YOUR TASK:
Extract the lines from the first line of the records below through the line containing "avatar's XP moved.", inclusive, and reproduce them exactly as written.

Collected data:

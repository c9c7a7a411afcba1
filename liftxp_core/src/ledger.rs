//! Append-only ledger of XP changes.
//!
//! Every reconciled operation appends one event to a JSONL (JSON Lines) file
//! with file locking, giving an audit trail of how an avatar's XP moved.

use crate::engine::{Deletion, Outcome};
use crate::{Attribute, Result, XpGains};
use chrono::{DateTime, Utc};
use fs2::FileExt;
use serde::{Deserialize, Serialize};
use std::fs::{File, OpenOptions};
use std::io::{BufRead, BufReader, Read, Seek, SeekFrom, Write};
use std::path::{Path, PathBuf};
use uuid::Uuid;

/// Which operation produced an event
#[derive(Clone, Copy, Debug, Serialize, Deserialize, PartialEq, Eq)]
#[serde(rename_all = "snake_case")]
pub enum XpEventKind {
    Created,
    Edited,
    Deleted,
}

/// Signed per-attribute change
#[derive(Clone, Copy, Debug, Default, Serialize, Deserialize, PartialEq, Eq)]
pub struct AttributeDelta {
    pub upper_body_xp: i64,
    pub lower_body_xp: i64,
    pub core_xp: i64,
    pub endurance_xp: i64,
    pub discipline_xp: i64,
    pub vitality_xp: i64,
}

impl AttributeDelta {
    /// `after - before`, field by field
    pub fn between(before: &XpGains, after: &XpGains) -> Self {
        let diff = |a: Attribute| signed(after.get(a)) - signed(before.get(a));
        Self {
            upper_body_xp: diff(Attribute::UpperBody),
            lower_body_xp: diff(Attribute::LowerBody),
            core_xp: diff(Attribute::Core),
            endurance_xp: diff(Attribute::Endurance),
            discipline_xp: diff(Attribute::Discipline),
            vitality_xp: diff(Attribute::Vitality),
        }
    }
}

fn signed(value: u64) -> i64 {
    i64::try_from(value).unwrap_or(i64::MAX)
}

/// One recorded XP change
#[derive(Clone, Debug, Serialize, Deserialize, PartialEq)]
pub struct XpEvent {
    pub id: Uuid,
    pub at: DateTime<Utc>,
    pub user_id: String,
    pub log_id: Uuid,
    pub kind: XpEventKind,
    pub total_delta: i64,
    pub gains_delta: AttributeDelta,
}

impl XpEvent {
    /// Event for a create or edit outcome
    pub fn from_outcome(outcome: &Outcome, at: DateTime<Utc>) -> Self {
        let (kind, before) = match &outcome.replaced {
            Some(old) => (XpEventKind::Edited, *old),
            None => (XpEventKind::Created, Default::default()),
        };
        Self {
            id: Uuid::new_v4(),
            at,
            user_id: outcome.log.user_id.clone(),
            log_id: outcome.log.id,
            kind,
            total_delta: signed(outcome.award.total) - signed(before.total),
            gains_delta: AttributeDelta::between(&before.gains, &outcome.award.gains),
        }
    }

    /// Event for a delete; attribute XP is not reversed
    pub fn from_deletion(deletion: &Deletion, at: DateTime<Utc>) -> Self {
        Self {
            id: Uuid::new_v4(),
            at,
            user_id: deletion.log.user_id.clone(),
            log_id: deletion.log.id,
            kind: XpEventKind::Deleted,
            total_delta: -signed(deletion.xp_removed),
            gains_delta: AttributeDelta::default(),
        }
    }
}

/// Event sink trait for persisting ledger entries
pub trait EventSink {
    fn append(&mut self, event: &XpEvent) -> Result<()>;
}

/// JSONL-based ledger with file locking
pub struct JsonlLedger {
    path: PathBuf,
}

impl JsonlLedger {
    pub fn new(path: impl Into<PathBuf>) -> Self {
        Self { path: path.into() }
    }

    fn ensure_parent_dir(&self) -> Result<()> {
        if let Some(parent) = self.path.parent() {
            std::fs::create_dir_all(parent)?;
        }
        Ok(())
    }
}

impl EventSink for JsonlLedger {
    fn append(&mut self, event: &XpEvent) -> Result<()> {
        self.ensure_parent_dir()?;

        let mut file = OpenOptions::new()
            .create(true)
            .read(true)
            .append(true)
            .open(&self.path)?;

        file.lock_exclusive()?;

        // A crash mid-append leaves a line without its newline; terminate it
        // so the new event starts on a line of its own
        let torn = ends_without_newline(&mut file)?;

        let mut writer = std::io::BufWriter::new(&file);
        if torn {
            tracing::warn!("Ledger {:?} ends in a partial line, starting a new one", self.path);
            writer.write_all(b"\n")?;
        }
        let line = serde_json::to_string(event)?;
        writer.write_all(line.as_bytes())?;
        writer.write_all(b"\n")?;
        writer.flush()?;

        file.unlock()?;

        tracing::debug!("Appended {:?} event for log {} to ledger", event.kind, event.log_id);
        Ok(())
    }
}

fn ends_without_newline(file: &mut File) -> Result<bool> {
    if file.metadata()?.len() == 0 {
        return Ok(false);
    }
    let mut last = [0u8; 1];
    file.seek(SeekFrom::End(-1))?;
    file.read_exact(&mut last)?;
    Ok(last[0] != b'\n')
}

/// Read all events from a ledger file, skipping lines that fail to parse
pub fn read_events(path: &Path) -> Result<Vec<XpEvent>> {
    if !path.exists() {
        return Ok(Vec::new());
    }

    let file = File::open(path)?;
    file.lock_shared()?;

    let reader = BufReader::new(&file);
    let mut events = Vec::new();

    for (line_num, line_result) in reader.lines().enumerate() {
        let line = line_result?;
        if line.trim().is_empty() {
            continue;
        }

        match serde_json::from_str::<XpEvent>(&line) {
            Ok(event) => events.push(event),
            Err(e) => {
                tracing::warn!("Failed to parse ledger event at line {}: {}", line_num + 1, e);
            }
        }
    }

    file.unlock()?;
    tracing::debug!("Read {} events from ledger", events.len());
    Ok(events)
}

/// Replay a user's `total_delta`s, clamping at zero like the avatar does
pub fn replay_total(events: &[XpEvent], user_id: &str) -> u64 {
    events
        .iter()
        .filter(|e| e.user_id == user_id)
        .fold(0u64, |total, e| {
            if e.total_delta >= 0 {
                total.saturating_add(e.total_delta.unsigned_abs())
            } else {
                total.saturating_sub(e.total_delta.unsigned_abs())
            }
        })
}

#[cfg(test)]
mod tests {
    use super::*;
    use crate::engine::{delete_workout, edit_workout, log_workout, select_avatar};
    use crate::store::Database;
    use crate::{Context, MuscleGroup, WorkoutInput, XpRules};
    use chrono::NaiveDate;

    fn input(group: MuscleGroup) -> WorkoutInput {
        WorkoutInput {
            date: NaiveDate::from_ymd_opt(2024, 3, 6).unwrap(),
            exercise_name: "Row".into(),
            muscle_group: group,
            sets: Some(4),
            reps: Some(10),
            weight: Some(50.0),
        }
    }

    #[test]
    fn test_append_and_read_events() {
        let temp_dir = tempfile::tempdir().unwrap();
        let path = temp_dir.path().join("ledger").join("xp.jsonl");
        let ctx = Context::new(NaiveDate::from_ymd_opt(2024, 3, 6).unwrap());
        let rules = XpRules::default();

        let mut db = Database::default();
        select_avatar(&mut db, "u1", "ranger").unwrap();
        let created = log_workout(&mut db, "u1", &input(MuscleGroup::Back), &ctx, &rules).unwrap();

        let mut ledger = JsonlLedger::new(&path);
        ledger.append(&XpEvent::from_outcome(&created, Utc::now())).unwrap();

        let events = read_events(&path).unwrap();
        assert_eq!(events.len(), 1);
        assert_eq!(events[0].kind, XpEventKind::Created);
        assert_eq!(events[0].total_delta, 105);
        assert_eq!(events[0].gains_delta.upper_body_xp, 50);
    }

    #[test]
    fn test_replay_matches_avatar_total() {
        let temp_dir = tempfile::tempdir().unwrap();
        let path = temp_dir.path().join("xp.jsonl");
        let ctx = Context::new(NaiveDate::from_ymd_opt(2024, 3, 6).unwrap());
        let rules = XpRules::default();
        let mut ledger = JsonlLedger::new(&path);

        let mut db = Database::default();
        select_avatar(&mut db, "u1", "ranger").unwrap();
        let a = log_workout(&mut db, "u1", &input(MuscleGroup::Legs), &ctx, &rules).unwrap();
        ledger.append(&XpEvent::from_outcome(&a, Utc::now())).unwrap();
        let b = log_workout(&mut db, "u1", &input(MuscleGroup::Abs), &ctx, &rules).unwrap();
        ledger.append(&XpEvent::from_outcome(&b, Utc::now())).unwrap();
        let edited =
            edit_workout(&mut db, a.log.id, &input(MuscleGroup::Chest), &ctx, &rules).unwrap();
        let edit_event = XpEvent::from_outcome(&edited, Utc::now());
        assert_eq!(edit_event.kind, XpEventKind::Edited);
        assert_eq!(edit_event.gains_delta.lower_body_xp, -50);
        assert_eq!(edit_event.gains_delta.upper_body_xp, 50);
        ledger.append(&edit_event).unwrap();
        let deleted = delete_workout(&mut db, b.log.id, &rules).unwrap();
        ledger.append(&XpEvent::from_deletion(&deleted, Utc::now())).unwrap();

        let events = read_events(&path).unwrap();
        assert_eq!(events.len(), 4);
        assert_eq!(replay_total(&events, "u1"), deleted.avatar.total_xp);
        assert_eq!(replay_total(&events, "someone_else"), 0);
    }

    #[test]
    fn test_corrupted_lines_skipped() {
        let temp_dir = tempfile::tempdir().unwrap();
        let path = temp_dir.path().join("xp.jsonl");
        std::fs::write(&path, "{ not json }\n\n").unwrap();

        let events = read_events(&path).unwrap();
        assert!(events.is_empty());
    }

    #[test]
    fn test_append_after_partial_line_keeps_new_event() {
        let temp_dir = tempfile::tempdir().unwrap();
        let path = temp_dir.path().join("xp.jsonl");
        std::fs::write(&path, r#"{"id":"partial"#).unwrap();
        let ctx = Context::new(NaiveDate::from_ymd_opt(2024, 3, 6).unwrap());
        let rules = XpRules::default();

        let mut db = Database::default();
        select_avatar(&mut db, "u1", "ranger").unwrap();
        let created = log_workout(&mut db, "u1", &input(MuscleGroup::Abs), &ctx, &rules).unwrap();
        let mut ledger = JsonlLedger::new(&path);
        ledger.append(&XpEvent::from_outcome(&created, Utc::now())).unwrap();

        let events = read_events(&path).unwrap();
        assert_eq!(events.len(), 1);
        assert_eq!(events[0].log_id, created.log.id);
        assert!(std::fs::read_to_string(&path).unwrap().ends_with('\n'));
    }

    #[test]
    fn test_read_missing_ledger() {
        let temp_dir = tempfile::tempdir().unwrap();
        let events = read_events(&temp_dir.path().join("nope.jsonl")).unwrap();
        assert!(events.is_empty());
    }
}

REPLY TO THE EXERCISE:
repository c9c7a7a411afcba1
filename liftxp_core/src/ledger.rs
//! Append-only ledger of XP changes.
//!
//! Every reconciled operation appends one event to a JSONL (JSON Lines) file
//! with file locking, giving an audit trail of how an avatar's XP moved.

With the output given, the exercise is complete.